Mungkin banyak dari kita yang bekerja di bidang finance dan seringkali kita dihadapkan oleh situasi di mana sepertinya mau tidak mau kita harus mengikuti arus creative accounting, misalnya karena perintah dari atasan, desakan teman sekerja, dan lain sebagainya. Kalau kita tidak mau ikut melakukannya, kita akan dianggap kuno, idealis, atau tidak taat perintah atasan, akibatnya karir kita mungkin akan terhambat juga atasan dan teman kerja akan membenci kita. Jadi apakah kita perlu ikut melakukan creative accounting? Dalam Reformed theology, pertanyaan kita bukanlah, “Perlu atau tidak perlu?” namun seharusnya kita bertanya, “Sesuai atau tidak sesuai dengan kehendak Tuhan?” Kalau tidak sesuai, yah tidak kita lakukan, karena Bos kita bukanlah semata-mata manusia di dunia ini melainkan Tuhan yang di surga (Kol. 3:22 – 4:1).

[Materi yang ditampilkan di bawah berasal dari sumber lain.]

//! Audio output sink seam and the cpal implementation.
//!
//! The playback engine owns policy (tokens, ordering, pending sources); a
//! sink only knows how to push decoded samples at the speaker. Keeping the
//! seam narrow lets tests substitute a scripted sink.

use crate::error::{Result, VoiceError};
use crate::playback::decode::DecodedClip;
use cpal::StreamConfig;
use cpal::traits::{DeviceTrait, HostTrait, StreamTrait};
use crossbeam_channel::RecvTimeoutError;
use std::sync::{Arc, Mutex};
use std::time::Duration;
use tokio::sync::oneshot;
use tracing::{error, info, warn};

/// An in-flight sink session. Dropping a session without calling `stop` is
/// allowed; the engine always stops explicitly.
pub trait SinkSession: Send {
    fn pause(&mut self);
    fn resume(&mut self);
    fn stop(&mut self);
}

/// Audio output seam.
pub trait AudioSink: Send + Sync + 'static {
    /// Prime the output path so later autonomous playback is permitted.
    ///
    /// # Errors
    ///
    /// Returns an error if the output device rejects even silent output.
    fn unlock(&self) -> Result<()>;

    /// Start playing a decoded clip. `done` fires once if the clip plays to
    /// its natural end; it never fires for stopped sessions.
    ///
    /// # Errors
    ///
    /// Returns an error if the output stream cannot be opened.
    fn start(&self, clip: DecodedClip, done: oneshot::Sender<()>) -> Result<Box<dyn SinkSession>>;
}

/// Poll cadence for the playback thread.
const POLL_INTERVAL: Duration = Duration::from_millis(10);
/// Silent priming clip length in samples (at 8kHz, ~30ms).
const UNLOCK_SILENCE_SAMPLES: usize = 240;
/// Upper bound on waiting for the priming clip to drain.
const UNLOCK_WAIT: Duration = Duration::from_secs(2);

/// Control commands for a session's playback thread.
enum SinkCommand {
    Pause,
    Resume,
    Stop,
}

/// Speaker output via cpal. Each session runs on its own thread because
/// cpal streams are not `Send`.
pub struct CpalSink {
    output_device: Option<String>,
}

impl CpalSink {
    #[must_use]
    pub fn new(output_device: Option<String>) -> Self {
        Self { output_device }
    }

    fn open_device(&self) -> Result<cpal::Device> {
        let host = cpal::default_host();
        if let Some(name) = &self.output_device {
            host.output_devices()
                .map_err(|e| VoiceError::Playback(format!("cannot enumerate devices: {e}")))?
                .find(|d| {
                    d.description()
                        .ok()
                        .map(|desc| desc.name() == name)
                        .unwrap_or(false)
                })
                .ok_or_else(|| VoiceError::Playback(format!("output device '{name}' not found")))
        } else {
            host.default_output_device()
                .ok_or_else(|| VoiceError::Playback("no default output device".into()))
        }
    }
}

impl AudioSink for CpalSink {
    fn unlock(&self) -> Result<()> {
        let device = self.open_device()?;
        let device_name = device
            .description()
            .map(|d| d.name().to_owned())
            .unwrap_or_else(|_| "<unknown>".into());
        info!("priming output device: {device_name}");

        let clip = DecodedClip {
            samples: vec![0.0; UNLOCK_SILENCE_SAMPLES],
            sample_rate: 8_000,
        };
        let (done_tx, mut done_rx) = oneshot::channel();
        let session = spawn_session(device, clip, done_tx)?;
        // Let the silent clip run out, but never block on a device that
        // stopped draining; priming is best-effort once the stream opened.
        let deadline = std::time::Instant::now() + UNLOCK_WAIT;
        loop {
            match done_rx.try_recv() {
                Ok(()) | Err(oneshot::error::TryRecvError::Closed) => break,
                Err(oneshot::error::TryRecvError::Empty) => {
                    if std::time::Instant::now() >= deadline {
                        break;
                    }
                    std::thread::sleep(POLL_INTERVAL);
                }
            }
        }
        drop(session);
        Ok(())
    }

    fn start(&self, clip: DecodedClip, done: oneshot::Sender<()>) -> Result<Box<dyn SinkSession>> {
        let device = self.open_device()?;
        let session = spawn_session(device, clip, done)?;
        Ok(Box::new(session))
    }
}

struct CpalSession {
    commands: crossbeam_channel::Sender<SinkCommand>,
}

impl SinkSession for CpalSession {
    fn pause(&mut self) {
        let _ = self.commands.send(SinkCommand::Pause);
    }

    fn resume(&mut self) {
        let _ = self.commands.send(SinkCommand::Resume);
    }

    fn stop(&mut self) {
        let _ = self.commands.send(SinkCommand::Stop);
    }
}

/// Progress shared between the cpal callback and the session thread.
struct PlaybackBuffer {
    samples: Vec<f32>,
    position: usize,
    finished: bool,
}

fn spawn_session(
    device: cpal::Device,
    clip: DecodedClip,
    done: oneshot::Sender<()>,
) -> Result<CpalSession> {
    let (commands_tx, commands_rx) = crossbeam_channel::unbounded();
    // Opening the stream happens on the session thread; report the outcome
    // back so `start` can fail synchronously.
    let (ready_tx, ready_rx) = crossbeam_channel::bounded(1);

    std::thread::Builder::new()
        .name("vuddy-playback".into())
        .spawn(move || {
            let stream_config = StreamConfig {
                channels: 1,
                sample_rate: clip.sample_rate,
                buffer_size: cpal::BufferSize::Default,
            };

            let buffer = Arc::new(Mutex::new(PlaybackBuffer {
                samples: clip.samples,
                position: 0,
                finished: false,
            }));
            let buffer_clone = Arc::clone(&buffer);

            let stream = device.build_output_stream(
                &stream_config,
                move |data: &mut [f32], _info: &cpal::OutputCallbackInfo| {
                    let mut buf = match buffer_clone.lock() {
                        Ok(b) => b,
                        Err(_) => return,
                    };
                    for sample in data.iter_mut() {
                        if buf.position < buf.samples.len() {
                            *sample = buf.samples[buf.position];
                            buf.position += 1;
                        } else {
                            *sample = 0.0;
                            buf.finished = true;
                        }
                    }
                },
                move |err| {
                    error!("audio output stream error: {err}");
                },
                None,
            );
            let stream = match stream {
                Ok(s) => s,
                Err(e) => {
                    let _ = ready_tx.send(Err(VoiceError::Playback(format!(
                        "failed to build output stream: {e}"
                    ))));
                    return;
                }
            };
            if let Err(e) = stream.play() {
                let _ = ready_tx.send(Err(VoiceError::Playback(format!(
                    "failed to start output stream: {e}"
                ))));
                return;
            }
            let _ = ready_tx.send(Ok(()));

            loop {
                match commands_rx.recv_timeout(POLL_INTERVAL) {
                    Ok(SinkCommand::Pause) => {
                        if let Err(e) = stream.pause() {
                            warn!("pause unsupported by output stream: {e}");
                        }
                    }
                    Ok(SinkCommand::Resume) => {
                        if let Err(e) = stream.play() {
                            warn!("resume failed: {e}");
                        }
                    }
                    Ok(SinkCommand::Stop) | Err(RecvTimeoutError::Disconnected) => break,
                    Err(RecvTimeoutError::Timeout) => {
                        let finished = buffer.lock().map(|b| b.finished).unwrap_or(true);
                        if finished {
                            let _ = done.send(());
                            break;
                        }
                    }
                }
            }
            drop(stream);
        })
        .map_err(|e| VoiceError::Playback(format!("cannot spawn playback thread: {e}")))?;

    match ready_rx.recv_timeout(Duration::from_secs(5)) {
        Ok(Ok(())) => Ok(CpalSession {
            commands: commands_tx,
        }),
        Ok(Err(e)) => Err(e),
        Err(_) => Err(VoiceError::Playback("playback thread did not start".into())),
    }
}
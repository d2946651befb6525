//! In-memory outbox store.

#![allow(clippy::missing_panics_doc)]

use chrono::{DateTime, Utc};
use outbox_core::environment::Clock;
use outbox_core::outbox::{
    DEFAULT_BATCH_SIZE, DEFAULT_PROCESSING_TIMEOUT, PROCESSING_TIMEOUT_ERROR, StoreFuture,
};
use outbox_core::{NewOutboxRecord, OutboxRecord, OutboxStatus, OutboxStore, StoreError};
use std::collections::BTreeMap;
use std::sync::atomic::{AtomicBool, Ordering};
use std::sync::{Arc, Mutex, PoisonError};
use std::time::Duration;

#[derive(Debug, Default)]
struct Table {
    rows: BTreeMap<i64, OutboxRecord>,
    next_id: i64,
}

/// In-memory [`OutboxStore`] with the same semantics as the Postgres store.
///
/// One mutex guards the whole table, so concurrent claims are disjoint.
/// Time comes from the injected [`Clock`], which lets tests cross retry
/// schedules and processing timeouts by advancing a [`ManualClock`](crate::ManualClock).
#[derive(Clone)]
pub struct InMemoryOutboxStore {
    table: Arc<Mutex<Table>>,
    clock: Arc<dyn Clock>,
    unavailable: Arc<AtomicBool>,
}

impl InMemoryOutboxStore {
    /// Create an empty store.
    #[must_use]
    pub fn new(clock: Arc<dyn Clock>) -> Self {
        Self {
            table: Arc::new(Mutex::new(Table::default())),
            clock,
            unavailable: Arc::new(AtomicBool::new(false)),
        }
    }

    /// Insert a `pending` row due now, as the domain write path would.
    pub fn insert(&self, record: NewOutboxRecord) -> i64 {
        let now = self.clock.now();
        let mut table = self.lock();
        table.next_id += 1;
        let id = table.next_id;
        table.rows.insert(
            id,
            OutboxRecord {
                id,
                event_id: record.event_id,
                aggregate: record.aggregate,
                aggregate_id: record.aggregate_id,
                event_type: record.event_type,
                payload: record.payload,
                status: OutboxStatus::Pending,
                attempts: 0,
                created_at: now,
                processing_started_at: None,
                sent_at: None,
                next_retry_at: now,
                last_error: None,
            },
        );
        id
    }

    /// Snapshot of one row.
    #[must_use]
    pub fn get(&self, id: i64) -> Option<OutboxRecord> {
        self.lock().rows.get(&id).cloned()
    }

    /// Snapshot of every row, in id order.
    #[must_use]
    pub fn all(&self) -> Vec<OutboxRecord> {
        self.lock().rows.values().cloned().collect()
    }

    /// Number of rows in `status`.
    #[must_use]
    pub fn count(&self, status: OutboxStatus) -> usize {
        self.lock()
            .rows
            .values()
            .filter(|row| row.status == status)
            .count()
    }

    /// When set, every operation fails with [`StoreError::Database`].
    pub fn set_unavailable(&self, unavailable: bool) {
        self.unavailable.store(unavailable, Ordering::SeqCst);
    }

    fn lock(&self) -> std::sync::MutexGuard<'_, Table> {
        self.table.lock().unwrap_or_else(PoisonError::into_inner)
    }

    fn check_available(&self) -> Result<(), StoreError> {
        if self.unavailable.load(Ordering::SeqCst) {
            Err(StoreError::Database("connection refused".to_string()))
        } else {
            Ok(())
        }
    }

    fn finish(
        &self,
        id: i64,
        next: OutboxStatus,
        apply: impl FnOnce(&mut OutboxRecord, DateTime<Utc>),
    ) -> Result<(), StoreError> {
        self.check_available()?;
        let now = self.clock.now();
        let mut table = self.lock();
        if let Some(row) = table.rows.get_mut(&id) {
            if row.status.can_transition_to(next) {
                row.status = next;
                row.processing_started_at = None;
                apply(row, now);
            }
        }
        Ok(())
    }
}

impl OutboxStore for InMemoryOutboxStore {
    fn claim_pending(&self, limit: usize) -> StoreFuture<'_, Vec<OutboxRecord>> {
        Box::pin(async move {
            self.check_available()?;
            let limit = if limit == 0 { DEFAULT_BATCH_SIZE } else { limit };
            let now = self.clock.now();
            let mut table = self.lock();

            let mut due: Vec<(DateTime<Utc>, i64)> = table
                .rows
                .values()
                .filter(|row| row.status == OutboxStatus::Pending && row.next_retry_at <= now)
                .map(|row| (row.created_at, row.id))
                .collect();
            due.sort_unstable();
            due.truncate(limit);

            let mut claimed = Vec::with_capacity(due.len());
            for (_, id) in due {
                if let Some(row) = table.rows.get_mut(&id) {
                    row.status = OutboxStatus::Processing;
                    row.processing_started_at = Some(now);
                    row.attempts += 1;
                    claimed.push(row.clone());
                }
            }
            Ok(claimed)
        })
    }

    fn mark_sent(&self, id: i64) -> StoreFuture<'_, ()> {
        Box::pin(async move {
            self.finish(id, OutboxStatus::Sent, |row, now| {
                row.sent_at = Some(now);
                row.last_error = None;
            })
        })
    }

    fn mark_failed<'a>(
        &'a self,
        id: i64,
        next_retry_at: DateTime<Utc>,
        error: &'a str,
    ) -> StoreFuture<'a, ()> {
        Box::pin(async move {
            self.finish(id, OutboxStatus::Pending, |row, _| {
                row.next_retry_at = next_retry_at;
                row.last_error = Some(error.to_string());
            })
        })
    }

    fn mark_dead<'a>(&'a self, id: i64, error: &'a str) -> StoreFuture<'a, ()> {
        Box::pin(async move {
            self.finish(id, OutboxStatus::Dead, |row, _| {
                row.last_error = Some(error.to_string());
            })
        })
    }

    fn requeue_stuck(&self, timeout: Duration) -> StoreFuture<'_, u64> {
        Box::pin(async move {
            self.check_available()?;
            let timeout = if timeout.is_zero() {
                DEFAULT_PROCESSING_TIMEOUT
            } else {
                timeout
            };
            let now = self.clock.now();
            let cutoff =
                now - chrono::Duration::from_std(timeout).unwrap_or(chrono::Duration::zero());

            let mut requeued = 0;
            for row in self.lock().rows.values_mut() {
                let expired = row
                    .processing_started_at
                    .is_some_and(|started| started < cutoff);
                if row.status == OutboxStatus::Processing && expired {
                    row.status = OutboxStatus::Pending;
                    row.processing_started_at = None;
                    row.next_retry_at = now;
                    row.last_error = Some(PROCESSING_TIMEOUT_ERROR.to_string());
                    requeued += 1;
                }
            }
            Ok(requeued)
        })
    }

    #[allow(clippy::cast_precision_loss)]
    fn lag_seconds(&self) -> StoreFuture<'_, f64> {
        Box::pin(async move {
            self.check_available()?;
            let now = self.clock.now();
            let oldest = self
                .lock()
                .rows
                .values()
                .filter(|row| row.status == OutboxStatus::Pending)
                .map(|row| row.created_at)
                .min();

            Ok(oldest.map_or(0.0, |created| {
                ((now - created).num_milliseconds() as f64 / 1000.0).max(0.0)
            }))
        })
    }
}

Tapi kalau kita tidak mengikuti arus dunia ini, lalu bagaimana karir kita dapat maju? Masakan seumur hidup kita bekerja begini-begini saja karena kita tidak mau ikut melakukan creative accounting? Bagaimana dong? Dalam hal ini, kita harus selalu ingat bahwa Tuhan kita adalah Tuhan yang berdaulat dalam segala hal, termasuk dalam hal pekerjaan kita. Kalau Tuhan mempunyai rencana bagi kita, bahkan presiden pun tidak akan dapat menghalangi kehendak Tuhan, apalagi atasan atau teman-teman kita. Tentu saja kita harus senantiasa menjaga kesucian hati kita dan harus terus berjuang menegakkan Firman Tuhan dan bekerja untuk memuliakan Dia, sekalipun orang-orang di sekeliling kita menganggap kita aneh atau membenci kita, karena kita dipanggil bukan untuk dikasihi oleh dunia ini. Sekali lagi kita harus bertanya kepada diri kita sendiri, “Apakah yang terpenting bagi saya dalam hidup ini?”  Segala perbuatan and tingkah laku kita akan merefleksikan iman kita terhadap Kristus. Oleh karena itu, nyatakanlah integritas hidup yang diajarkan Firman Tuhan and bertahanlah sampai akhir!